オリンピックには近年、環境や人権問題の観点から批判的な視線が注がれています。パリ五輪はウクライナ侵攻や中東の緊張が続く中での開催となり、「平和の祭典」としての五輪の価値も問われます。スポーツと政治の問題に詳しいパリ政治学院の講師ジャンバティスト・ゲガンさんに、五輪とは何かを聞きました。
――五輪に対する批判が高まっています。その原因はどこにあるのでしょうか。
近代五輪が始まってから100年を迎えた1996年に開かれた米国のアトランタ五輪は、商業主義にまみれて、強い批判にさらされました。それ以降、五輪は巨額の開催費用を必要とするスポーツの「メガイベント」として認識されるようになりました。
欧米のような民主主義国家では、膨大な経費が発生し、それを国民が負担する場合には世論を考慮する必要があり、合意を得るのは容易ではありません。
その結果、2000年代以降、国民の批判を恐れずに大会の経費を用意できる中国のような権威主義国家が五輪を開催することで、国威発揚に使う動きが見られるようになりました。
進むスポーツの地政学化
――五輪を開催することは国家にとってどんな意味があるのでしょう。
08年の北京五輪は、中国が日本に対してアジアでの存在感を示す手段でもあったと思います。16年のリオ五輪も、開催国のブラジルにとってはスポーツを通じて新興国としての自らの台頭を世界に見せる役割がありました。

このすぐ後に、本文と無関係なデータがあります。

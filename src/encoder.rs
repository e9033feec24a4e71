//! Turns one module's ELF relocations into the bundle's per-import
//! relocation streams (§4.4).

use std::collections::HashMap;

use object::{ObjectSection, ObjectSymbol, RelocationFlags, RelocationTarget, SymbolSection};

use crate::bundle::{RelocEntry, RelocType};
use crate::elf::ElfObject;
use crate::helper::{ParseProblem, Result};
use crate::resolver::Resolver;

/// All relocations routed to one source module, in the order they must be
/// replayed by the loader.
#[derive(Debug, Clone)]
pub struct ImportGroup {
    pub source_module_id: u32,
    pub relocs:            Vec<RelocEntry>,
}

/// Walk every relocation in `elf` (a module about to be assigned
/// `module_id`) and group them by the module that defines the referenced
/// symbol, inserting [`RelocType::UltraSec`] markers whenever the section
/// being patched changes within a group.
pub fn encode_relocations(elf: &ElfObject, module_id: u32, resolver: &Resolver) -> Result<Vec<ImportGroup>> {
    let mut groups: Vec<ImportGroup> = Vec::new();
    let mut cursors: HashMap<u32, Option<u16>> = HashMap::new();

    let group_index = |groups: &mut Vec<ImportGroup>, source_module_id: u32| -> usize {
        if let Some(i) = groups.iter().position(|g| g.source_module_id == source_module_id) {
            return i;
        }
        groups.push(ImportGroup {
            source_module_id,
            relocs: Vec::new(),
        });
        groups.len() - 1
    };

    for patch_section in elf.sections() {
        let patch_index = patch_section.index().0 as u16;

        for (offset, reloc) in patch_section.relocations() {
            let RelocationFlags::Elf { r_type } = reloc.flags() else {
                return Err(ParseProblem::InvalidData(
                    "non-ELF relocation flags",
                    std::panic::Location::caller(),
                )
                .into());
            };
            let kind = RelocType::try_from(r_type as u8)
                .map_err(|_| ParseProblem::UnknownRelocationType(r_type as u8, std::panic::Location::caller()))?;

            let RelocationTarget::Symbol(symbol_index) = reloc.target() else {
                return Err(
                    ParseProblem::InvalidData("unsupported relocation target", std::panic::Location::caller()).into(),
                );
            };
            let symbol = elf.symbol_by_index(symbol_index).ok_or_else(|| {
                ParseProblem::InvalidData("relocation targets unknown symbol", std::panic::Location::caller())
            })?;

            let (source_module_id, symbol_section, sym_ofs) = match symbol.section() {
                SymbolSection::Section(index) => {
                    // Defined within this same object: a self-import.
                    (module_id, index.0 as u16, (symbol.address() as i64 + reloc.addend()) as u32)
                },
                SymbolSection::Undefined => {
                    let name = symbol
                        .name()
                        .map_err(|_| ParseProblem::InvalidData("symbol name is not valid UTF-8", std::panic::Location::caller()))?;
                    let resolved = resolver.resolve(name, module_id, patch_section.name().unwrap_or(""), offset as u32)?;
                    (resolved.module_id, resolved.section, (resolved.address as i64 + reloc.addend()) as u32)
                },
                _ => {
                    return Err(
                        ParseProblem::InvalidData("unsupported symbol section kind", std::panic::Location::caller())
                            .into(),
                    )
                },
            };

            let index = group_index(&mut groups, source_module_id);
            let cursor = cursors.entry(source_module_id).or_insert(None);
            if *cursor != Some(patch_index) {
                groups[index].relocs.push(RelocEntry {
                    offset:  0,
                    kind:    RelocType::UltraSec.into(),
                    section: patch_index,
                    sym_ofs: 0,
                });
                *cursor = Some(patch_index);
            }

            groups[index].relocs.push(RelocEntry {
                offset: offset as u32,
                kind: kind.into(),
                section: symbol_section,
                sym_ofs,
            });
        }
    }

    Ok(groups)
}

一般的に、スポーツ自体が批判にさらされることはまれです。一方で、五輪のメダルの獲得数は、国をランクづけする客観的な指標でもあります。特に権威主義国家にとってスポーツは今、国際社会で認知度を高める手段になっているのです。その結果、国際政治とも結びつき、スポーツの「地政学化」が進んでいます。